Deconvoluting the complex network of molecular interactions that give rise to cellular phenotypes is a critical challenge in systems biology. High throughput technologies have allowed the simultaneous measurement of the concentrations of thousands of molecular species in a biological system, such as mRNA, microRNA, proteins and metabolites. As the dynamics of each molecular species is influenced by the concentration of several other species, each experiment may be treated as an observation from a joint probability distribution (JPD). The inference task is to identify statistical dependencies within this JPD to provide clues about the underlying interaction network. In the first part of this talk, I will describe an information theoretic algorithm, named ARACNE, aimed at identifying direct genetic regulatory interactions via irreducible statistical dependencies between gene expression profiles. Despite limitations that exist with all such "reverse engineering" algorithms in terms of data size requirements and limited monitoring of the relevant molecular species (i.e. only mRNAs), predictions made by this approach have been robustly validated biochemically.

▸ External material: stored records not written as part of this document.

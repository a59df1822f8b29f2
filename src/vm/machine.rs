use fnv::FnvHashMap;
use log::{debug, trace};

use crate::{
    ast::{BinaryOp, UnaryOp},
    core::{
        errors::{self, PplError},
        Options,
    },
};

use super::{arith, chunk::Chunk, ops::OpCode, oprunner::OpRunner, value::Value, Stack};

/// A small stack machine which executes lowered chunks.
///
/// Every expression statement leaves exactly one value behind, so the stack left
/// at the end of a run holds the value of each statement in order.
#[derive(Debug, Default)]
pub struct VM {
    debug: bool,
    stack: Stack<Value>,
}

/// What the VM does after an instruction.
pub enum Flow {
    Next,
    Jump(usize),
}

impl VM {
    pub fn with_debug(self) -> Self {
        Self { debug: true, ..self }
    }

    pub fn with_options(self, options: &Options) -> Self {
        Self {
            debug: options.trace,
            ..self
        }
    }

    pub fn run(&mut self, chunk: &Chunk) -> Result<Vec<Value>, PplError> {
        self.stack.clear();

        let labels = Self::resolve_labels(chunk)?;
        let mut ip = 0;

        while let Some(&instruction) = chunk.code().get(ip) {
            if self.debug {
                trace!("{:04} {:<24} {:?}", ip, instruction.to_string(), self.stack);
            }

            ip = match self.visit_op(chunk, instruction)? {
                Flow::Next => ip + 1,
                Flow::Jump(id) => *labels.get(&id).ok_or_else(|| Self::unknown_label(id))?,
            };
        }

        let values = self.stack.drain();
        debug!("executed {} instructions, {} values left", chunk.len(), values.len());
        Ok(values)
    }

    fn resolve_labels(chunk: &Chunk) -> Result<FnvHashMap<usize, usize>, PplError> {
        let mut labels = FnvHashMap::default();

        for (ip, op) in chunk.code().iter().enumerate() {
            if let OpCode::Label(id) = op {
                if labels.insert(*id, ip).is_some() {
                    return Err(errors::runtime(
                        format!("Label L{} is defined more than once.", id),
                        "Make sure that every label in the chunk has a unique id.",
                    ));
                }
            }
        }

        for op in chunk.code() {
            if let OpCode::Jump(id) | OpCode::PopJumpIfTrue(id) | OpCode::PopJumpIfFalse(id) = op {
                if !labels.contains_key(id) {
                    return Err(Self::unknown_label(*id));
                }
            }
        }

        Ok(labels)
    }

    fn unknown_label(id: usize) -> PplError {
        errors::runtime(
            format!("Jump to the unknown label L{}.", id),
            "Make sure that every jump targets a label present in the chunk.",
        )
    }

    fn pop(&mut self) -> Result<Value, PplError> {
        self.stack.pop().ok_or_else(|| {
            errors::runtime(
                "Stack underflow.",
                "Make sure that every instruction has enough operands on the stack.",
            )
        })
    }

    fn pop_pair(&mut self) -> Result<(Value, Value), PplError> {
        let right = self.pop()?;
        let left = self.pop()?;
        Ok((left, right))
    }

    fn apply(&mut self, op: BinaryOp, left: Value, right: Value) -> Result<Flow, PplError> {
        let result = arith::binary(op, &left, &right).map_err(|fault| {
            errors::runtime(
                fault.describe_binary(op, left.value_type(), right.value_type()),
                format!("Check the types of the operands passed to '{}'.", op),
            )
        })?;

        self.stack.push(result);
        Ok(Flow::Next)
    }
}

impl<'c> OpRunner<&'c Chunk, Flow> for VM {
    fn visit_constant(&mut self, chunk: &'c Chunk, idx: usize) -> Result<Flow, PplError> {
        let value = chunk.constant(idx).ok_or_else(|| {
            errors::runtime(
                "Invalid constant index in byte code.",
                "Make sure that you are passing valid constant indices to the virtual machine.",
            )
        })?;

        self.stack.push(value.clone().narrow());
        Ok(Flow::Next)
    }

    fn visit_binary(&mut self, _chunk: &'c Chunk, op: BinaryOp) -> Result<Flow, PplError> {
        let (left, right) = self.pop_pair()?;
        self.apply(op, left, right)
    }

    fn visit_bitwise(&mut self, _chunk: &'c Chunk, op: BinaryOp, logical: BinaryOp) -> Result<Flow, PplError> {
        let (left, right) = self.pop_pair()?;

        match (&left, &right) {
            (Value::Bool(_), Value::Bool(_)) => self.apply(logical, left, right),
            _ => self.apply(op, left, right),
        }
    }

    fn visit_negate(&mut self, _chunk: &'c Chunk) -> Result<Flow, PplError> {
        let operand = self.pop()?;
        let result = arith::unary(UnaryOp::Minus, &operand).map_err(|fault| {
            errors::runtime(
                fault.describe_unary(UnaryOp::Minus, operand.value_type()),
                "Make sure that you only negate numbers.",
            )
        })?;

        self.stack.push(result);
        Ok(Flow::Next)
    }

    fn visit_dup(&mut self, _chunk: &'c Chunk) -> Result<Flow, PplError> {
        let top = self.stack.peek().cloned().ok_or_else(|| {
            errors::runtime(
                "Stack underflow.",
                "Make sure that there is a value on the stack before duplicating it.",
            )
        })?;

        self.stack.push(top);
        Ok(Flow::Next)
    }

    fn visit_pop(&mut self, _chunk: &'c Chunk) -> Result<Flow, PplError> {
        self.pop()?;
        Ok(Flow::Next)
    }

    fn visit_label(&mut self, _chunk: &'c Chunk, _id: usize) -> Result<Flow, PplError> {
        Ok(Flow::Next)
    }

    fn visit_jump(&mut self, _chunk: &'c Chunk, id: usize) -> Result<Flow, PplError> {
        Ok(Flow::Jump(id))
    }

    fn visit_pop_jump_if(&mut self, _chunk: &'c Chunk, id: usize, when: bool) -> Result<Flow, PplError> {
        if self.pop()?.is_truthy() == when {
            Ok(Flow::Jump(id))
        } else {
            Ok(Flow::Next)
        }
    }
}

#[cfg(test)]
mod tests {
    use crate::core::Position;

    use super::*;

    fn chunk(ops: &[OpCode], constants: &[Value]) -> Chunk {
        let mut chunk = Chunk::default();
        for constant in constants {
            chunk.add_constant(constant.clone());
        }
        for op in ops {
            chunk.write(*op, Position::new(0, 1, 1, 1));
        }
        chunk
    }

    #[test]
    fn test_arithmetic() {
        let chunk = chunk(
            &[OpCode::Constant(0), OpCode::Constant(1), OpCode::Add, OpCode::Constant(1), OpCode::Multiply],
            &[Value::Integer(3), Value::Integer(4)],
        );

        assert_eq!(VM::default().run(&chunk), Ok(vec![Value::Integer(28)]));
    }

    #[test]
    fn test_logical_on_bitwise_opcodes() {
        let chunk = chunk(
            &[OpCode::Constant(0), OpCode::Constant(1), OpCode::BitXor, OpCode::Constant(2), OpCode::Constant(3), OpCode::BitAnd],
            &[Value::Bool(true), Value::Bool(false), Value::Integer(6), Value::Integer(3)],
        );

        assert_eq!(VM::default().run(&chunk), Ok(vec![Value::Bool(true), Value::Integer(2)]));
    }

    #[test]
    fn test_jumps() {
        // null ?? 5
        let chunk = chunk(
            &[
                OpCode::Constant(0),
                OpCode::Dup,
                OpCode::Constant(0),
                OpCode::Equal,
                OpCode::PopJumpIfFalse(0),
                OpCode::Pop,
                OpCode::Constant(1),
                OpCode::Jump(1),
                OpCode::Label(0),
                OpCode::Label(1),
            ],
            &[Value::Null, Value::Integer(5)],
        );

        assert_eq!(VM::default().with_debug().run(&chunk), Ok(vec![Value::Integer(5)]));
    }

    #[test]
    fn test_runtime_errors() {
        let underflow = chunk(&[OpCode::Add], &[]);
        assert!(matches!(VM::default().run(&underflow), Err(PplError::Runtime { .. })));

        let unknown = chunk(&[OpCode::Jump(7)], &[]);
        assert!(matches!(VM::default().run(&unknown), Err(PplError::Runtime { .. })));

        let mismatch = chunk(&[OpCode::Constant(0), OpCode::Negate], &[Value::String("a".to_string())]);
        match VM::default().run(&mismatch) {
            Err(PplError::Runtime { message, .. }) => assert_eq!(message, "Can't use minus String"),
            other => panic!("expected a runtime error, got {:?}", other),
        }
    }

    #[test]
    fn test_failed_run_leaves_no_values_behind() {
        let mut vm = VM::default();

        let failing = chunk(
            &[OpCode::Constant(0), OpCode::Constant(0), OpCode::Constant(1), OpCode::Add],
            &[Value::Integer(1), Value::Null],
        );
        assert!(vm.run(&failing).is_err());

        let passing = chunk(&[OpCode::Constant(0)], &[Value::Integer(7)]);
        assert_eq!(vm.run(&passing), Ok(vec![Value::Integer(7)]));
    }
}
mod core;
pub mod ast;
pub mod compiler;
pub mod lexer;
pub mod vm;

use log::debug;

pub use crate::core::errors::{self, Diagnostic, DiagnosticKind, PplError};
pub use crate::core::{Options, Position};

use crate::{ast::Parser, lexer::Scanner, vm::{Chunk, Value, VM}};

/// Scans, parses, folds and lowers `source` with the options read from the environment.
pub fn compile(source: &str) -> Result<Chunk, PplError> {
    compile_with(source, &Options::from_env())
}

/// Like [`compile`], treating the first lexical or parse diagnostic as fatal.
pub fn compile_with(source: &str, options: &Options) -> Result<Chunk, PplError> {
    let (tokens, mut errors) = Scanner::new(source).tokenize();
    if !errors.is_empty() {
        return Err(errors.remove(0).into());
    }

    let (stmt, mut errors) = Parser::parse(tokens);
    if !errors.is_empty() {
        return Err(errors.remove(0).into());
    }

    let chunk = stmt.lower()?;

    if options.debug {
        debug!("compiled chunk:\n{}", chunk);
    }

    Ok(chunk)
}

/// Compiles `source` and runs it on the reference VM, returning one value per statement.
pub fn evaluate(source: &str) -> Result<Vec<Value>, PplError> {
    let options = Options::from_env();
    let chunk = compile_with(source, &options)?;

    VM::default().with_options(&options).run(&chunk)
}
use crate::core::Position;

#[derive(Debug, Clone, PartialEq, Eq)]
pub struct Token<'a> {
    ty: TokenType,
    value: Option<String>,
    lexeme: &'a str,
    position: Position,
}

impl<'a> std::fmt::Display for Token<'a> {
    fn fmt(&self, f: &mut std::fmt::Formatter) -> std::fmt::Result {
        write!(f, "{} '{}' ({})", self.ty.name(), self.lexeme, self.position)
    }
}

impl<'a> Token<'a> {
    pub fn new(ty: TokenType, value: Option<String>, lexeme: &'a str, position: Position) -> Self {
        Self {
            ty,
            value,
            lexeme,
            position,
        }
    }

    /// A punctuation or operator token, which carries no value.
    pub fn symbol(ty: TokenType, lexeme: &'a str, position: Position) -> Self {
        Self::new(ty, None, lexeme, position)
    }

    pub fn eof() -> Self {
        Self::symbol(TokenType::Eof, "EOF", Position::EOF)
    }

    pub fn is(&self, ty: TokenType) -> bool {
        self.ty == ty
    }

    pub fn token_type(&self) -> TokenType {
        self.ty
    }

    pub fn value(&self) -> Option<&str> {
        self.value.as_deref()
    }

    pub fn lexeme(&self) -> &'a str {
        self.lexeme
    }

    pub fn position(&self) -> Position {
        self.position
    }
}

#[derive(Debug, Copy, Clone, PartialEq, Eq, Hash)]
pub enum TokenType {
    Int,
    Float,
    String,
    Identifier,
    Bool,
    Null,

    Plus,
    Minus,
    Star,
    Slash,
    Percent,
    Equal,

    PlusPlus,
    MinusMinus,
    StarStar,
    SlashSlash,

    Greater,
    Less,
    GreaterGreater,
    LessLess,
    Amp,
    Bar,
    Caret,

    AmpAmp,
    BarBar,
    EqualEqual,
    BangEqual,
    GreaterEqual,
    LessEqual,
    Bang,

    Question,
    QuestionQuestion,
    Colon,
    Semicolon,

    LeftParen,
    RightParen,
    LeftBracket,
    RightBracket,
    LeftBrace,
    RightBrace,

    Is,
    Not,
    And,
    Xor,
    Or,

    Eof,
}

impl TokenType {
    /// The human readable name used in diagnostics.
    pub fn name(&self) -> &'static str {
        match self {
            TokenType::Int => "integer",
            TokenType::Float => "float",
            TokenType::String => "string",
            TokenType::Identifier => "identifier",
            TokenType::Bool => "bool",
            TokenType::Null => "null",

            TokenType::Plus => "plus",
            TokenType::Minus => "minus",
            TokenType::Star => "star",
            TokenType::Slash => "slash",
            TokenType::Percent => "percent",
            TokenType::Equal => "equal sign",

            TokenType::PlusPlus => "increment",
            TokenType::MinusMinus => "decrement",
            TokenType::StarStar => "power",
            TokenType::SlashSlash => "floor divide",

            TokenType::Greater => "greater than",
            TokenType::Less => "lower than",
            TokenType::GreaterGreater => "right shift",
            TokenType::LessLess => "left shift",
            TokenType::Amp => "ampersand",
            TokenType::Bar => "bar",
            TokenType::Caret => "caret",

            TokenType::AmpAmp => "and operator",
            TokenType::BarBar => "or operator",
            TokenType::EqualEqual => "equal operator",
            TokenType::BangEqual => "not equal operator",
            TokenType::GreaterEqual => "greater equal",
            TokenType::LessEqual => "lower equal",
            TokenType::Bang => "exclamation mark",

            TokenType::Question => "question mark",
            TokenType::QuestionQuestion => "null coalesce operator",
            TokenType::Colon => "colon",
            TokenType::Semicolon => "semicolon",

            TokenType::LeftParen => "left paren",
            TokenType::RightParen => "right paren",
            TokenType::LeftBracket => "left brace",
            TokenType::RightBracket => "right brace",
            TokenType::LeftBrace => "left curly brace",
            TokenType::RightBrace => "right curly brace",

            TokenType::Is => "is operator",
            TokenType::Not => "not operator",
            TokenType::And => "and word operator",
            TokenType::Xor => "xor word operator",
            TokenType::Or => "or word operator",

            TokenType::Eof => "end of file",
        }
    }

    /// The indefinite article which reads naturally before [`TokenType::name`].
    pub fn article(&self) -> &'static str {
        match self {
            TokenType::Int
            | TokenType::Identifier
            | TokenType::PlusPlus
            | TokenType::Equal
            | TokenType::Amp
            | TokenType::AmpAmp
            | TokenType::BarBar
            | TokenType::EqualEqual
            | TokenType::Bang
            | TokenType::Is
            | TokenType::And
            | TokenType::Or
            | TokenType::Eof => "an",
            _ => "a",
        }
    }
}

In the second part of this talk I will present a novel algorithm for the analysis of ChIP-on-chip data that reveals ubiquitous transcription factor (TF) / DNA interactions, and helps explain the success of reverse engineering algorithms. This algorithm predicts multiple times more TF/DNA interactions than previous algorithms, and these predictions have been preliminarily confirmed by chromatin immunoprecipitation experiments. Finally, based on this observation, I present an algorithm that uses a novel multivariate statistical approach, based on information theory, to infer genes that interact in a pathway to cooperatively regulate a large set of common targets. I describe the relationship between this algorithm and information theoretic, maximum entropy, and probabilistic graphical models frameworks, and I describe extensive biochemical validation experiments that confirm predicted post translational regulators and co-transcription factors that interact with the MYC proto-oncogene in human B cells.